Batu-batu besar pecah. Tapi tidak demikian halnya semangat Mandela. Semangat Mandela tetap menyala. Semangat itulah yang telah menjadi kekuatan hidupnya; atau bahkan semangat itulah yang telah menghidupinya. Kebesaran hatinya dan semangat besarnya itulah yang ia bawa keluar penjara ketika dibebaskan. Ia keluar penjara tidak dengan sakit hati; tidak dengan dendam; tidak dengan sumpah serapah, tidak dengan semangat untuk membalas; tidak pula dengan semangat untuk membenci, mencaci maki, atau mengfitnah.
Mandela keluar dari penjara dengan tetap mengusung dan menghidupi impiannya untuk melahirkan sebuah negara baru di Afrika Selatan; negara yang tidak memberlakukan diskriminasi; negara yang memperlakukan semua rakyatnya sama hak dan kewajibannya, sama di depan hukum, dan negara yang menghormati manusia sebagaimana adanya, sebagai sesama makhluk ciptaan Tuhan.

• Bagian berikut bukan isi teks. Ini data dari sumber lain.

use rusqlite::{Connection, OptionalExtension};

use crate::error::{ConstraintKind, Error, Result};
use crate::model::{Band, BandId};
use crate::schema::Database;
use crate::store::{compare_and_swap, parse_timestamp, Versioned, VersionedStore};

pub(crate) const BAND_COLUMNS: &str =
    "bands.id, bands.owner_id, bands.name, bands.version, bands.created_at";

/// Bands repository.
///
/// Band rows are only created through
/// [`MembershipManager::create_band`](crate::MembershipManager::create_band),
/// which pairs the insert with the owner's membership.
#[derive(Debug, Clone, Copy)]
pub struct BandStore<'a> {
    db: &'a Database,
}

impl<'a> BandStore<'a> {
    pub(crate) const fn new(db: &'a Database) -> Self {
        Self { db }
    }

    /// Insert on `conn` (normally an open transaction), filling in the id
    /// and initial version.
    pub(crate) fn insert_on(conn: &Connection, band: &mut Band) -> Result<()> {
        let (id, version) = conn
            .query_row(
                "INSERT INTO bands (owner_id, name, created_at) VALUES (?1, ?2, ?3)
                 RETURNING id, version",
                rusqlite::params![band.owner_id, band.name, band.created_at.to_rfc3339()],
                |row| Ok((row.get(0)?, row.get(1)?)),
            )
            .map_err(|e| match ConstraintKind::of(&e) {
                Some(ConstraintKind::ForeignKey) => Error::UserNotFound(band.owner_id),
                _ => Error::from(e),
            })?;

        band.id = id;
        band.version = version;
        Ok(())
    }

    pub(crate) fn exists_on(conn: &Connection, id: BandId) -> Result<bool> {
        Ok(conn.query_row(
            "SELECT EXISTS(SELECT 1 FROM bands WHERE id = ?1)",
            [id],
            |row| row.get(0),
        )?)
    }

    /// Delete a band. Memberships and tunes cascade; a band whose tunes
    /// still have documents is refused with `HasDependents`.
    pub fn delete(&self, id: BandId) -> Result<()> {
        if !id.is_valid() {
            return Err(Error::not_found(Band::ENTITY, id));
        }

        let affected = self
            .db
            .conn()
            .execute("DELETE FROM bands WHERE id = ?1", [id])
            .map_err(|e| match ConstraintKind::of(&e) {
                Some(ConstraintKind::ForeignKey) => Error::HasDependents {
                    entity: Band::ENTITY,
                    id: id.get(),
                },
                _ => Error::from(e),
            })?;

        if affected == 0 {
            return Err(Error::not_found(Band::ENTITY, id));
        }
        log::info!("Deleted band {id}");
        Ok(())
    }
}

impl VersionedStore<Band> for BandStore<'_> {
    type Id = BandId;

    fn get(&self, id: BandId) -> Result<Band> {
        if !id.is_valid() {
            return Err(Error::not_found(Band::ENTITY, id));
        }

        self.db
            .conn()
            .query_row(
                &format!("SELECT {BAND_COLUMNS} FROM bands WHERE id = ?1"),
                [id],
                row_to_band,
            )
            .optional()?
            .ok_or_else(|| Error::not_found(Band::ENTITY, id))
    }

    fn update(&self, band: &mut Band) -> Result<()> {
        let name = band.name.clone();
        compare_and_swap(self.db.conn(), "bands", &[("name", &name)], band)
    }
}

pub(crate) fn row_to_band(row: &rusqlite::Row) -> rusqlite::Result<Band> {
    let created_at: String = row.get(4)?;
    Ok(Band {
        id: row.get(0)?,
        owner_id: row.get(1)?,
        name: row.get(2)?,
        version: row.get(3)?,
        created_at: parse_timestamp(4, &created_at)?,
    })
}

#[cfg(test)]
mod tests {
    use super::*;
    use crate::model::User;

    fn setup() -> (Database, Band) {
        let db = Database::open_in_memory().unwrap();
        let mut owner = User::new("Owner", "owner@example.com");
        db.users().insert(&mut owner).unwrap();
        let band = db.memberships().create_band("Riverbend", owner.id).unwrap();
        (db, band)
    }

    #[test]
    fn test_get_returns_not_found_for_invalid_and_missing_ids() {
        let (db, _) = setup();
        assert!(db.bands().get(BandId::new(0)).unwrap_err().is_not_found());
        assert!(db.bands().get(BandId::new(-5)).unwrap_err().is_not_found());
        assert!(db.bands().get(BandId::new(404)).unwrap_err().is_not_found());
    }

    #[test]
    fn test_update_increments_version_by_one() {
        let (db, band) = setup();
        let mut fetched = db.bands().get(band.id).unwrap();
        assert_eq!(fetched.version, 1);

        fetched.name = "Riverbend Ramblers".to_string();
        db.bands().update(&mut fetched).unwrap();
        assert_eq!(fetched.version, 2);

        let stored = db.bands().get(band.id).unwrap();
        assert_eq!(stored.version, 2);
        assert_eq!(stored.name, "Riverbend Ramblers");
    }

    #[test]
    fn test_stale_update_is_edit_conflict_and_changes_nothing() {
        let (db, band) = setup();
        let mut first = db.bands().get(band.id).unwrap();
        let mut second = db.bands().get(band.id).unwrap();

        first.name = "First".to_string();
        db.bands().update(&mut first).unwrap();

        second.name = "Second".to_string();
        let err = db.bands().update(&mut second).unwrap_err();
        assert!(err.is_edit_conflict());
        assert_eq!(second.version, 1);

        let stored = db.bands().get(band.id).unwrap();
        assert_eq!(stored.name, "First");
        assert_eq!(stored.version, 2);
    }

    #[test]
    fn test_delete_missing_band() {
        let (db, _) = setup();
        assert!(db.bands().delete(BandId::new(77)).unwrap_err().is_not_found());
    }
}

Saya pun mengakhiri surat saya kepada Ahok itu dengan mengutip syair sebuah lagu rohani, yang berjudul: Indah pada Waktunya.
Ada waktu untuk berduka
Ada waktu untuk bersuka
Ada waktu untuk berdiam
Ada waktu untuk berkata
Namun di atas segalanya
Ku tau Allah-ku bekerja
Mendatangkan kebaikan
Bagi yang mengasihi-Nya
Di saat yang kualami
Tak seperti yang kuingini
Di saat tiada jawaban
Mengapa harus terjadi
Namun di atas segalanya
Ku tau Allah-ku bekerja
Mendatangkan kebaikan
Bagi yang mengasihi-Nya
Mungkin tak kupahami
Apa yang kini aku alami
Namun ku tau pasti
Kasih Allah-ku tak 'kan berhenti
'Kan ku srahkan semua
Pergumulanku pada-Mu Yesus
Karna kutau pasti
Semuanya 'kan jadi indah pada waktunya.